THEY CALLED ME CASSANDRAGeneviève TabouisScribner ($3).
Other books have described the death of France. This book describes how France lay dying for 20 years. It is an alienist's intimate case history of the progressive political schizophrenia between Right and Lefta disorder which infected all Frenchmen and all French classes, a disorder so incurable that the Nazi invasion seems almost like an inevitable mercy killing.
Against this doom Geneviève Tabouis, ex-political pythoness of Paris' Leftist L'Oeuvre, for seven years waged a one-woman struggle, of which these memoirs are a record. To her hopeless struggle she brought a union sacrée of journalistic hysteria and a sense of history that made her acutely aware of all that was most ominous to France in the turmoil of her times. She crammed her daily column on international politics with facts. Sometimes they were staggering and momentarily effective. Sometimes they were merely melodramatic.

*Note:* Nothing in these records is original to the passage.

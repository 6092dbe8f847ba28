use crate::models::MessageRow;
use crate::Database;
use anyhow::{Result, anyhow};
use rusqlite::{Connection, Row};

const MESSAGE_COLUMNS: &str = "id, thread_id, sender_id, sender_display_name, sender_role, kind,
     duration_secs, body, created_at, delivered_at, read_at, legally_relevant, flagged_offensive";

impl Database {
    // -- Messages --

    pub fn insert_message(&self, row: &MessageRow) -> Result<()> {
        self.with_conn_mut(|conn| {
            conn.execute(
                &format!(
                    "INSERT INTO messages ({}) VALUES (?1, ?2, ?3, ?4, ?5, ?6, ?7, ?8, ?9, ?10, ?11, ?12, ?13)",
                    MESSAGE_COLUMNS
                ),
                rusqlite::params![
                    row.id,
                    row.thread_id,
                    row.sender_id,
                    row.sender_display_name,
                    row.sender_role,
                    row.kind,
                    row.duration_secs,
                    row.body,
                    row.created_at,
                    row.delivered_at,
                    row.read_at,
                    row.legally_relevant,
                    row.flagged_offensive,
                ],
            )?;
            Ok(())
        })
    }

    /// Stamp `read_at` on every listed message that has none yet.
    /// All-or-nothing. Returns the number of rows updated.
    pub fn mark_read(&self, reads: &[(i64, String)]) -> Result<usize> {
        if reads.is_empty() {
            return Ok(0);
        }

        self.with_conn_mut(|conn| {
            let tx = conn.transaction()?;
            let mut updated = 0;
            {
                let mut stmt = tx.prepare(
                    "UPDATE messages SET read_at = ?1 WHERE id = ?2 AND read_at IS NULL",
                )?;
                for (id, read_at) in reads {
                    updated += stmt.execute(rusqlite::params![read_at, id])?;
                }
            }
            tx.commit()?;
            Ok(updated)
        })
    }

    pub fn set_legal_relevance(&self, id: i64, relevant: bool) -> Result<()> {
        self.with_conn_mut(|conn| {
            let changed = conn.execute(
                "UPDATE messages SET legally_relevant = ?1 WHERE id = ?2",
                rusqlite::params![relevant, id],
            )?;
            if changed == 0 {
                return Err(anyhow!("Message not found in journal: {}", id));
            }
            Ok(())
        })
    }

    /// Every journaled message, in thread order.
    pub fn load_messages(&self) -> Result<Vec<MessageRow>> {
        self.with_conn(query_all_messages)
    }
}

fn query_all_messages(conn: &Connection) -> Result<Vec<MessageRow>> {
    let mut stmt = conn.prepare(&format!(
        "SELECT {} FROM messages ORDER BY thread_id, created_at, id",
        MESSAGE_COLUMNS
    ))?;

    let rows = stmt
        .query_map([], map_message_row)?
        .collect::<std::result::Result<Vec<_>, _>>()?;

    Ok(rows)
}

fn map_message_row(row: &Row<'_>) -> rusqlite::Result<MessageRow> {
    Ok(MessageRow {
        id: row.get(0)?,
        thread_id: row.get(1)?,
        sender_id: row.get(2)?,
        sender_display_name: row.get(3)?,
        sender_role: row.get(4)?,
        kind: row.get(5)?,
        duration_secs: row.get(6)?,
        body: row.get(7)?,
        created_at: row.get(8)?,
        delivered_at: row.get(9)?,
        read_at: row.get(10)?,
        legally_relevant: row.get(11)?,
        flagged_offensive: row.get(12)?,
    })
}
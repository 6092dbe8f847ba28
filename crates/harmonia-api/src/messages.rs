use axum::{
    Extension, Json,
    extract::{Path, State},
    http::StatusCode,
    response::IntoResponse,
};
use chrono::{DateTime, Utc};

use harmonia_core::tracker;
use harmonia_integrity::{display_truncate, message_fingerprint};
use harmonia_types::api::{
    MarkReadResponse, MessageResponse, SendMessageRequest, UnansweredResponse,
};
use harmonia_types::models::{Message, MessageDraft, MessageKind, Session};

use crate::error::{join_failed, reject};
use crate::state::AppState;

/// Render a stored message for the session that asked for it.
pub fn to_response(message: &Message, viewer_id: &str, now: DateTime<Utc>) -> MessageResponse {
    let fingerprint = message_fingerprint(message);
    MessageResponse {
        id: message.id,
        thread_id: message.thread_id.clone(),
        sender_id: message.sender_id.clone(),
        sender_display_name: message.sender_display_name.clone(),
        sender_role: message.sender_role,
        kind: message.kind,
        body: message.body.clone(),
        created_at: message.created_at,
        delivered_at: message.delivered_at,
        read_at: message.read_at,
        legally_relevant: message.legally_relevant,
        flagged_offensive: message.flagged_offensive,
        delivery_status: tracker::delivery_status(message),
        unanswered: tracker::is_unanswered(message, viewer_id, now),
        fingerprint_display: display_truncate(&fingerprint),
        fingerprint,
    }
}

pub async fn send_message(
    State(state): State<AppState>,
    Path(thread_id): Path<String>,
    Extension(session): Extension<Session>,
    Json(req): Json<SendMessageRequest>,
) -> Result<impl IntoResponse, StatusCode> {
    let kind = match req.audio_duration_secs {
        Some(duration_secs) => MessageKind::Audio { duration_secs },
        None => MessageKind::Text,
    };
    let draft = MessageDraft {
        thread_id,
        sender_id: session.actor_id.clone(),
        sender_display_name: req.sender_display_name,
        sender_role: req.sender_role,
        kind,
        body: req.body,
    };

    // The journal write happens under the thread lock; keep it off the async runtime
    let st = state.clone();
    let sess = session.clone();
    let message = tokio::task::spawn_blocking(move || {
        let id = st.store.append(&sess, draft)?;
        st.store.get(&sess, id)
    })
    .await
    .map_err(join_failed)?
    .map_err(reject)?;

    let now = state.store.now();
    Ok((
        StatusCode::CREATED,
        Json(to_response(&message, &session.actor_id, now)),
    ))
}

pub async fn get_messages(
    State(state): State<AppState>,
    Path(thread_id): Path<String>,
    Extension(session): Extension<Session>,
) -> Result<impl IntoResponse, StatusCode> {
    let messages = state.store.snapshot(&session, &thread_id).map_err(reject)?;
    let now = state.store.now();

    let response: Vec<MessageResponse> = messages
        .iter()
        .map(|m| to_response(m, &session.actor_id, now))
        .collect();

    Ok(Json(response))
}

pub async fn mark_read(
    State(state): State<AppState>,
    Path(thread_id): Path<String>,
    Extension(session): Extension<Session>,
) -> Result<impl IntoResponse, StatusCode> {
    let st = state.clone();
    let updated = tokio::task::spawn_blocking(move || st.store.mark_read(&session, &thread_id))
        .await
        .map_err(join_failed)?
        .map_err(reject)?;

    Ok(Json(MarkReadResponse { updated }))
}

pub async fn unanswered(
    State(state): State<AppState>,
    Path(thread_id): Path<String>,
    Extension(session): Extension<Session>,
) -> Result<impl IntoResponse, StatusCode> {
    let count = state
        .store
        .count_unanswered(&session, &thread_id)
        .map_err(reject)?;

    Ok(Json(UnansweredResponse { thread_id, count }))
}
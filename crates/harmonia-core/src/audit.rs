use std::sync::Arc;
use std::time::Duration;

use async_trait::async_trait;
use tokio::sync::mpsc;
use tokio::sync::mpsc::error::TrySendError;
use tokio::task::JoinHandle;
use tracing::{debug, info, warn};

use harmonia_types::events::AuditEvent;

use crate::error::{PipelineError, Result};

/// External audit log. Delivery is best-effort; see [`run_audit_worker`].
#[async_trait]
pub trait AuditSink: Send + Sync {
    async fn record(&self, event: &AuditEvent) -> Result<()>;
}

/// Events held while the sink is slow or down. Beyond this, new events are dropped.
pub const DEFAULT_QUEUE_CAPACITY: usize = 1024;

/// Non-blocking handle the store uses to hand events to the audit worker.
#[derive(Clone)]
pub struct AuditDispatcher {
    tx: Option<mpsc::Sender<AuditEvent>>,
}

impl AuditDispatcher {
    /// Returns the dispatcher and the bounded queue the worker drains.
    pub fn channel(capacity: usize) -> (Self, mpsc::Receiver<AuditEvent>) {
        let (tx, rx) = mpsc::channel(capacity.max(1));
        (Self { tx: Some(tx) }, rx)
    }

    /// Dispatcher that drops every event.
    pub fn disabled() -> Self {
        Self { tx: None }
    }

    /// Queue an event. Never blocks and never fails the caller.
    pub fn emit(&self, event: AuditEvent) {
        if let Some(tx) = &self.tx {
            match tx.try_send(event) {
                Ok(()) => {}
                Err(TrySendError::Full(event)) => {
                    warn!(
                        action = %event.action,
                        resource_id = %event.resource_id,
                        "Audit queue full, event dropped"
                    );
                }
                Err(TrySendError::Closed(_)) => {
                    debug!("Audit worker gone, event dropped");
                }
            }
        }
    }
}

/// Per-event delivery policy.
#[derive(Debug, Clone, Copy)]
pub struct RetryPolicy {
    /// Attempts after the first one. At least one retry is always made.
    pub retries: u32,
    /// Bound on each individual attempt.
    pub timeout: Duration,
    /// Delay before the first retry, doubled for each following one.
    pub backoff: Duration,
}

impl Default for RetryPolicy {
    fn default() -> Self {
        Self {
            retries: 2,
            timeout: Duration::from_millis(2000),
            backoff: Duration::from_millis(250),
        }
    }
}

impl RetryPolicy {
    fn backoff_for(&self, attempt: u32) -> Duration {
        self.backoff.saturating_mul(2u32.saturating_pow(attempt))
    }
}

/// Try to deliver one event, retrying with backoff. Returns the last error.
pub async fn deliver(sink: &dyn AuditSink, event: &AuditEvent, policy: &RetryPolicy) -> Result<()> {
    let retries = policy.retries.max(1);
    let mut last_err = PipelineError::SinkUnavailable("no attempt made".into());

    for attempt in 0..=retries {
        match tokio::time::timeout(policy.timeout, sink.record(event)).await {
            Ok(Ok(())) => return Ok(()),
            Ok(Err(e)) => last_err = e,
            Err(_) => {
                last_err = PipelineError::SinkUnavailable(format!(
                    "timed out after {} ms",
                    policy.timeout.as_millis()
                ))
            }
        }

        if attempt < retries {
            debug!(
                action = %event.action,
                attempt = attempt + 1,
                "Audit delivery failed, retrying: {}",
                last_err
            );
            tokio::time::sleep(policy.backoff_for(attempt)).await;
        }
    }

    Err(last_err)
}

/// Drain the audit queue until every dispatcher is dropped.
///
/// Events are delivered one at a time in emission order. A failed event is
/// logged and dropped; the conversation state it describes is already
/// committed and stays valid.
pub async fn run_audit_worker(
    mut rx: mpsc::Receiver<AuditEvent>,
    sink: Arc<dyn AuditSink>,
    policy: RetryPolicy,
) {
    while let Some(event) = rx.recv().await {
        if let Err(e) = deliver(sink.as_ref(), &event, &policy).await {
            warn!(
                action = %event.action,
                actor_id = %event.actor_id,
                resource_id = %event.resource_id,
                "Audit event dropped: {}",
                e
            );
        }
    }
    info!("Audit worker stopped");
}

pub fn spawn_audit_worker(
    rx: mpsc::Receiver<AuditEvent>,
    sink: Arc<dyn AuditSink>,
    policy: RetryPolicy,
) -> JoinHandle<()> {
    tokio::spawn(run_audit_worker(rx, sink, policy))
}

// -- Sinks --

/// Posts each event as JSON to an HTTP endpoint.
pub struct HttpAuditSink {
    client: reqwest::Client,
    url: String,
}

impl HttpAuditSink {
    pub fn new(url: impl Into<String>, timeout: Duration) -> Result<Self> {
        let client = reqwest::Client::builder()
            .timeout(timeout)
            .build()
            .map_err(|e| PipelineError::Internal(format!("failed to build audit client: {}", e)))?;
        Ok(Self {
            client,
            url: url.into(),
        })
    }
}

#[async_trait]
impl AuditSink for HttpAuditSink {
    async fn record(&self, event: &AuditEvent) -> Result<()> {
        self.client
            .post(&self.url)
            .json(event)
            .send()
            .await
            .and_then(|resp| resp.error_for_status())
            .map_err(|e| PipelineError::SinkUnavailable(e.to_string()))?;
        Ok(())
    }
}

/// Writes events to the `harmonia::audit` tracing target.
pub struct TracingAuditSink;

#[async_trait]
impl AuditSink for TracingAuditSink {
    async fn record(&self, event: &AuditEvent) -> Result<()> {
        info!(
            target: "harmonia::audit",
            action = %event.action,
            actor_id = %event.actor_id,
            resource_id = %event.resource_id,
            timestamp = %event.timestamp,
            "audit"
        );
        Ok(())
    }
}

#[cfg(test)]
mod tests {
    use super::*;
    use std::sync::Mutex;
    use std::sync::atomic::{AtomicU32, Ordering};

    use chrono::Utc;
    use harmonia_types::events::AuditAction;

    /// Fails the first `failures` calls, then records.
    struct FlakySink {
        failures: u32,
        calls: AtomicU32,
        recorded: Mutex<Vec<AuditEvent>>,
    }

    impl FlakySink {
        fn new(failures: u32) -> Self {
            Self {
                failures,
                calls: AtomicU32::new(0),
                recorded: Mutex::new(Vec::new()),
            }
        }
    }

    #[async_trait]
    impl AuditSink for FlakySink {
        async fn record(&self, event: &AuditEvent) -> Result<()> {
            let call = self.calls.fetch_add(1, Ordering::SeqCst);
            if call < self.failures {
                return Err(PipelineError::SinkUnavailable("connection refused".into()));
            }
            self.recorded.lock().unwrap().push(event.clone());
            Ok(())
        }
    }

    struct HangingSink;

    #[async_trait]
    impl AuditSink for HangingSink {
        async fn record(&self, _event: &AuditEvent) -> Result<()> {
            tokio::time::sleep(Duration::from_secs(3600)).await;
            Ok(())
        }
    }

    fn fast_policy(retries: u32) -> RetryPolicy {
        RetryPolicy {
            retries,
            timeout: Duration::from_millis(50),
            backoff: Duration::from_millis(1),
        }
    }

    fn event(resource: &str) -> AuditEvent {
        AuditEvent::new(AuditAction::MessageAppend, "ana", resource, Utc::now())
    }

    #[tokio::test]
    async fn retries_until_sink_recovers() {
        let sink = FlakySink::new(2);
        deliver(&sink, &event("1"), &fast_policy(2)).await.unwrap();
        assert_eq!(sink.calls.load(Ordering::SeqCst), 3);
        assert_eq!(sink.recorded.lock().unwrap().len(), 1);
    }

    #[tokio::test]
    async fn gives_up_after_bounded_retries() {
        let sink = FlakySink::new(10);
        let err = deliver(&sink, &event("1"), &fast_policy(2)).await.unwrap_err();
        assert!(matches!(err, PipelineError::SinkUnavailable(_)));
        assert_eq!(sink.calls.load(Ordering::SeqCst), 3);
    }

    #[tokio::test]
    async fn zero_retries_still_retries_once() {
        let sink = FlakySink::new(1);
        deliver(&sink, &event("1"), &fast_policy(0)).await.unwrap();
        assert_eq!(sink.calls.load(Ordering::SeqCst), 2);
    }

    #[tokio::test]
    async fn hanging_sink_times_out() {
        let err = deliver(&HangingSink, &event("1"), &fast_policy(1)).await.unwrap_err();
        assert!(err.to_string().contains("timed out"));
    }

    #[tokio::test]
    async fn worker_delivers_in_order_and_stops_when_dispatchers_drop() {
        let sink = Arc::new(FlakySink::new(0));
        let (dispatcher, rx) = AuditDispatcher::channel(8);
        let worker = spawn_audit_worker(rx, sink.clone(), fast_policy(1));

        dispatcher.emit(event("1"));
        dispatcher.emit(event("2"));
        drop(dispatcher);
        worker.await.unwrap();

        let resources: Vec<String> = sink
            .recorded
            .lock()
            .unwrap()
            .iter()
            .map(|e| e.resource_id.clone())
            .collect();
        assert_eq!(resources, vec!["1", "2"]);
    }

    #[test]
    fn full_queue_drops_instead_of_growing() {
        let (dispatcher, mut rx) = AuditDispatcher::channel(2);
        for i in 0..5 {
            dispatcher.emit(event(&i.to_string()));
        }

        let mut queued = Vec::new();
        while let Ok(e) = rx.try_recv() {
            queued.push(e.resource_id);
        }
        assert_eq!(queued, vec!["0", "1"]);
    }

    #[tokio::test]
    async fn stalled_sink_does_not_block_emitters() {
        let (dispatcher, rx) = AuditDispatcher::channel(4);
        let worker = spawn_audit_worker(
            rx,
            Arc::new(HangingSink),
            RetryPolicy {
                retries: 1,
                timeout: Duration::from_secs(3600),
                backoff: Duration::from_secs(3600),
            },
        );

        let emitting = async {
            for i in 0..1000 {
                dispatcher.emit(event(&i.to_string()));
                tokio::task::yield_now().await;
            }
        };
        tokio::time::timeout(Duration::from_secs(5), emitting)
            .await
            .expect("emit must never wait on the sink");

        worker.abort();
    }

    #[test]
    fn emit_without_worker_is_silent() {
        AuditDispatcher::disabled().emit(event("1"));

        let (dispatcher, rx) = AuditDispatcher::channel(8);
        drop(rx);
        dispatcher.emit(event("1"));
    }
}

Tabouis' wealth of information and insight worked as much against as for her. She became less a guide than a sensation. They called her Cassandra, forgetting that it was not Cassandra but the Trojans who would not listen to her who made the big mistake. For France did not die merely of the wounds inflicted by murderers and traitors. France died first of the deafness, blindness, dumbness and frivolity which are the proud hallmarks of the skeptical civilized mind.
Predestined. Geneviève was predestined for her job. She was born into a diplomatic family when "a little man named Loubet" was President of France's shaky third try at a Republic. Her uncle Jules Cambon ("the dominating influence in my life") was France's Ambassador to Washington, Madrid, Berlin. Her uncle, Paul Cambon, was France's famed Ambassador to London who signed the Entente Cordiale. She grew up amid discussions about anti-Semitism, anti-clericalism, anti-militarism, anti-Republicanism. She recalls, "as if it were yesterday," her parents saying: "Things have never been as bad. . . . This state of affairs cannot go on."
Now Author Tabouis realizes that those bad times were gay, uninhibited days when there was still an element of pour le sport in politics. "One old gentleman [Baron Christiany] made it a point at all social affairs which the President [Loubet] attended to throw rotten eggs at him" or bash in the Presidential topper with a cane. It was not long before Mme. Tabouis would see Premier Léon Blum's head bashed in by young Royalists.
Ambassador Jules Cambon took youthful Niece Tabouis to France's embassy in Madrid to see the marriage of Alfonso XIII. There she had a foretaste of the history of the 20th Century. She saw a bomb explode in the wedding procession, spatter blood on the Queen's wedding dress, smash the crown on the royal coach.
Back in Paris, she specialized in Egyptology, learned ancient Egyptian, and, "irritated at the thought that many . . . treasures in my field were withheld from the masses," presently wrote popularized lives of Tutankhamen, Nebuchadnezzar, Solomon. Then Ambassador Jules Cambon took Niece Tabouis to Berlin, where she "was struck by the complete absence of good taste."